But youth as a cohort with distinct needs and interests were still not a significant target constituency for public policy-makers. For many years the corporatist models of political organization which prevailed in most MENA countries identified their young citizens by function rather than age (Tohamy, Citation2016, p. 52). The state interacted with young people as children in need of education, as students to be mobilized, as workers, as members of the armed forces or security services, or as age-specific cohorts of the single or dominant political party. Through limited and carefully supervised national associations, parties, and student unions, the energy and creativity of young people were harnessed by the state in support of its own project of nation-building and regime consolidation (or in the case of young women, for reproducing the nation): when youth challenged this project, or asserted alternative agendas, it was either suppressed or channelled into more ‘youth-appropriate’ non-political activities such as sport or cultural activity. It was no coincidence that the primary authority with responsibility for young people in most MENA countries was a Ministry or equivalent which included the two words youth and sport in a single title. Through the implicit assertion that the energies of young people (especially young men) had to be pro-actively directed towards healthy pursuits, the twin narratives of ‘youth as hope of the nation’ and ‘youth as deviant, disruptive and a potential threat’ evolved as justifications for both the mobilization of young people and regime control over them.

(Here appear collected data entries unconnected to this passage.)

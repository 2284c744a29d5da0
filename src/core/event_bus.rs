// Copyright (c) 2026 bad-antics
// Licensed under the MIT License. See LICENSE file in the project root.
// https://github.com/bad-antics/vigil-rs

//! Event bus for inter-component communication

use std::sync::atomic::{AtomicU64, Ordering};
use tokio::sync::broadcast;
use serde::{Deserialize, Serialize};
use chrono::{DateTime, Utc};

use crate::camera::CameraHealth;
use crate::events::Event;

/// Kinds of bus messages
#[derive(Debug, Clone, Copy, PartialEq, Eq, Serialize, Deserialize)]
#[serde(rename_all = "snake_case")]
pub enum MessageKind {
    Detection,
    Health,
    Alert,
}

/// Envelope carried on the combined feed
#[derive(Debug, Clone, Serialize, Deserialize)]
pub struct BusMessage {
    pub id: u64,
    pub kind: MessageKind,
    pub timestamp: DateTime<Utc>,
    pub payload: BusPayload,
}

#[derive(Debug, Clone, Serialize, Deserialize)]
#[serde(tag = "type", content = "data", rename_all = "snake_case")]
pub enum BusPayload {
    Event(Event),
    Health(CameraHealth),
    Alert { level: String, message: String },
}

/// Central event bus for pub/sub communication
pub struct EventBus {
    event_tx: broadcast::Sender<Event>,
    health_tx: broadcast::Sender<CameraHealth>,
    message_tx: broadcast::Sender<BusMessage>,
    counter: AtomicU64,
}

impl EventBus {
    pub fn new(capacity: usize) -> Self {
        let (event_tx, _) = broadcast::channel(capacity);
        let (health_tx, _) = broadcast::channel(capacity);
        let (message_tx, _) = broadcast::channel(capacity);

        Self {
            event_tx,
            health_tx,
            message_tx,
            counter: AtomicU64::new(0),
        }
    }

    pub fn publish_event(&self, event: Event) {
        let _ = self.event_tx.send(event.clone());
        self.publish(MessageKind::Detection, BusPayload::Event(event));
    }

    pub fn publish_health(&self, health: CameraHealth) {
        let _ = self.health_tx.send(health.clone());
        self.publish(MessageKind::Health, BusPayload::Health(health));
    }

    pub fn publish_alert(&self, level: &str, message: &str) {
        self.publish(
            MessageKind::Alert,
            BusPayload::Alert {
                level: level.to_string(),
                message: message.to_string(),
            },
        );
    }

    fn publish(&self, kind: MessageKind, payload: BusPayload) {
        let id = self.counter.fetch_add(1, Ordering::Relaxed);
        let message = BusMessage {
            id,
            kind,
            timestamp: Utc::now(),
            payload,
        };
        let _ = self.message_tx.send(message);
    }

    pub fn subscribe_events(&self) -> broadcast::Receiver<Event> {
        self.event_tx.subscribe()
    }

    pub fn subscribe_health(&self) -> broadcast::Receiver<CameraHealth> {
        self.health_tx.subscribe()
    }

    pub fn subscribe_all(&self) -> broadcast::Receiver<BusMessage> {
        self.message_tx.subscribe()
    }
}

#[cfg(test)]
mod tests {
    use super::*;
    use crate::camera::HealthStatus;

    #[tokio::test]
    async fn test_health_reaches_both_feeds() {
        let bus = EventBus::new(16);
        let mut health_rx = bus.subscribe_health();
        let mut all_rx = bus.subscribe_all();

        let mut health = CameraHealth::new("cam-1");
        health.status = HealthStatus::Online;
        bus.publish_health(health);

        assert_eq!(health_rx.recv().await.unwrap().status, HealthStatus::Online);
        let message = all_rx.recv().await.unwrap();
        assert_eq!(message.kind, MessageKind::Health);
        assert_eq!(message.id, 0);
    }

    #[test]
    fn test_publish_without_subscribers() {
        let bus = EventBus::new(4);
        bus.publish_alert("warning", "disk almost full");
        bus.publish_alert("warning", "disk almost full");
    }

    #[test]
    fn test_message_json_shape() {
        let message = BusMessage {
            id: 3,
            kind: MessageKind::Alert,
            timestamp: Utc::now(),
            payload: BusPayload::Alert {
                level: "error".into(),
                message: "camera lost".into(),
            },
        };
        let json = serde_json::to_value(&message).unwrap();
        assert_eq!(json["kind"], "alert");
        assert_eq!(json["payload"]["type"], "alert");
        assert_eq!(json["payload"]["data"]["message"], "camera lost");
    }
}
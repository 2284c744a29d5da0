// Copyright (c) 2026 bad-antics
// Licensed under the MIT License. See LICENSE file in the project root.
// https://github.com/bad-antics/vigil-rs

//! Vigil - Multi-Camera Stream Ingestion and Detection Pipeline
//!
//! Headless service: ingests camera streams, runs detection, stores events
//! and serves live views over WebSocket.

use std::path::PathBuf;
use std::time::Duration;
use anyhow::{bail, Result};
use clap::{Parser, Subcommand};
use tracing::{info, warn};
use tracing_subscriber::{EnvFilter, FmtSubscriber};

use vigil::storage::SqliteStore;
use vigil::{Config, Engine, EventQuery, EventStore, EventType, VERSION};

const STATUS_INTERVAL: Duration = Duration::from_secs(60);

/// Vigil - Multi-Camera Stream Ingestion and Detection Pipeline
#[derive(Parser, Debug)]
#[command(name = "vigil")]
#[command(author = "Vigil Project")]
#[command(version = VERSION)]
#[command(about = "Multi-camera RTSP ingestion, detection and event pipeline")]
struct Args {
    /// Configuration file path
    #[arg(short, long)]
    config: Option<PathBuf>,

    /// Enable debug logging
    #[arg(short, long)]
    debug: bool,

    /// Enable trace-level logging
    #[arg(long)]
    trace: bool,

    /// Demo mode with synthetic cameras
    #[arg(long)]
    demo: bool,

    /// WebSocket live view port
    #[arg(long)]
    ws_port: Option<u16>,

    /// Directory for the database and snapshots
    #[arg(long)]
    data_dir: Option<PathBuf>,

    #[command(subcommand)]
    command: Option<Command>,
}

#[derive(Subcommand, Debug)]
enum Command {
    /// Run the pipeline (default)
    Run,

    /// Print stored events as JSON, newest first
    Events {
        /// Only events from this camera
        #[arg(long)]
        camera: Option<String>,

        /// Only events of this type (person, vehicle, animal, custom)
        #[arg(long = "type")]
        event_type: Option<EventType>,

        /// Maximum number of events
        #[arg(long, default_value = "20")]
        limit: usize,
    },
}

fn main() -> Result<()> {
    let args = Args::parse();

    let level = if args.trace {
        "trace"
    } else if args.debug {
        "debug"
    } else {
        "info"
    };

    let filter = if args.trace || args.debug {
        EnvFilter::new(level)
    } else {
        EnvFilter::try_from_default_env().unwrap_or_else(|_| EnvFilter::new(level))
    };

    let subscriber = FmtSubscriber::builder()
        .with_env_filter(filter)
        .with_target(false)
        .with_thread_ids(true)
        .with_file(args.debug)
        .with_line_number(args.debug)
        .with_ansi(true)
        .finish();
    tracing::subscriber::set_global_default(subscriber)?;

    info!("Vigil v{} - Multi-Camera Detection Pipeline", VERSION);

    let config_path = args.config.clone().unwrap_or_else(Config::default_path);
    let mut config = Config::load_or_create(&config_path)?;

    if args.demo {
        config.demo_mode = true;
    }
    if let Some(data_dir) = &args.data_dir {
        config.set_data_dir(data_dir);
    }
    if let Some(port) = args.ws_port {
        config.live.websocket_port = port;
    }
    if config.demo_mode && config.cameras.is_empty() {
        config.cameras = Config::demo_cameras();
    }
    config.validate()?;

    info!("Configuration loaded from {:?}", config_path);

    let rt = tokio::runtime::Runtime::new()?;
    match args.command.unwrap_or(Command::Run) {
        Command::Run => rt.block_on(run(config)),
        Command::Events {
            camera,
            event_type,
            limit,
        } => rt.block_on(print_events(config, camera, event_type, limit)),
    }
}

/// Run the pipeline until Ctrl+C
async fn run(config: Config) -> Result<()> {
    info!(
        "Starting with {} camera(s), demo mode: {}",
        config.cameras.len(),
        config.demo_mode
    );
    if config.cameras.is_empty() {
        warn!("No cameras configured; add [[cameras]] entries or use --demo");
    }

    let mut engine = Engine::new(config).await?;
    engine.start().await?;

    if let Some(addr) = engine.live_addr() {
        info!("Live view on ws://{}/live/<camera>", addr);
    }
    info!("Press Ctrl+C to shutdown");

    let shutdown = tokio::signal::ctrl_c();
    tokio::pin!(shutdown);
    let mut status = tokio::time::interval(STATUS_INTERVAL);
    status.tick().await;

    loop {
        tokio::select! {
            result = &mut shutdown => {
                result?;
                break;
            }
            _ = status.tick() => {
                let state = engine.state().await;
                info!(
                    "Status: {}/{} cameras online, {} frames, {} inferences, {} events stored, {} dropped",
                    state.cameras_online,
                    state.cameras_configured,
                    state.frames_received,
                    state.inference.completed,
                    state.events.stored,
                    state.events.dropped
                );
            }
        }
    }

    info!("Shutdown signal received, cleaning up...");
    engine.stop().await?;
    info!("Vigil shutdown complete");

    Ok(())
}

/// Query the event store and print matches
async fn print_events(
    config: Config,
    camera: Option<String>,
    event_type: Option<EventType>,
    limit: usize,
) -> Result<()> {
    if !config.database.enabled {
        bail!("Persistence is disabled; no stored events to show");
    }

    let store = SqliteStore::open(&config.database)?;
    let query = EventQuery {
        camera_id: camera,
        event_type,
        limit,
        ..Default::default()
    };

    for event in store.query_events(&query).await? {
        println!("{}", serde_json::to_string(&event)?);
    }

    let stats = store.stats().await?;
    info!("{} event(s) stored in total", stats.total);
    Ok(())
}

Young people were nonetheless the beneficiaries of étatist development models which rapidly expanded education and health care, raised living standards, and allowed new opportunities for leisure. It might even be said that these welfarist regimes were responsible for the emergence of an identifiable youth cohort:

In the enthusiasm of the new era, the state built for the first time in a grand scale schools, universities and other facilities for what became the first mass generation of adolescents, which was created by the extension of the intermediate age between childhood and adulthood from 13 to 25. Whereas previously the majority of youth had immediately entered adulthood with early employment and marriage, now its opportunities for forming its own opinions and gaining personal experiences during this intermediate age were much larger (Meijer, Citation2000, p. 4).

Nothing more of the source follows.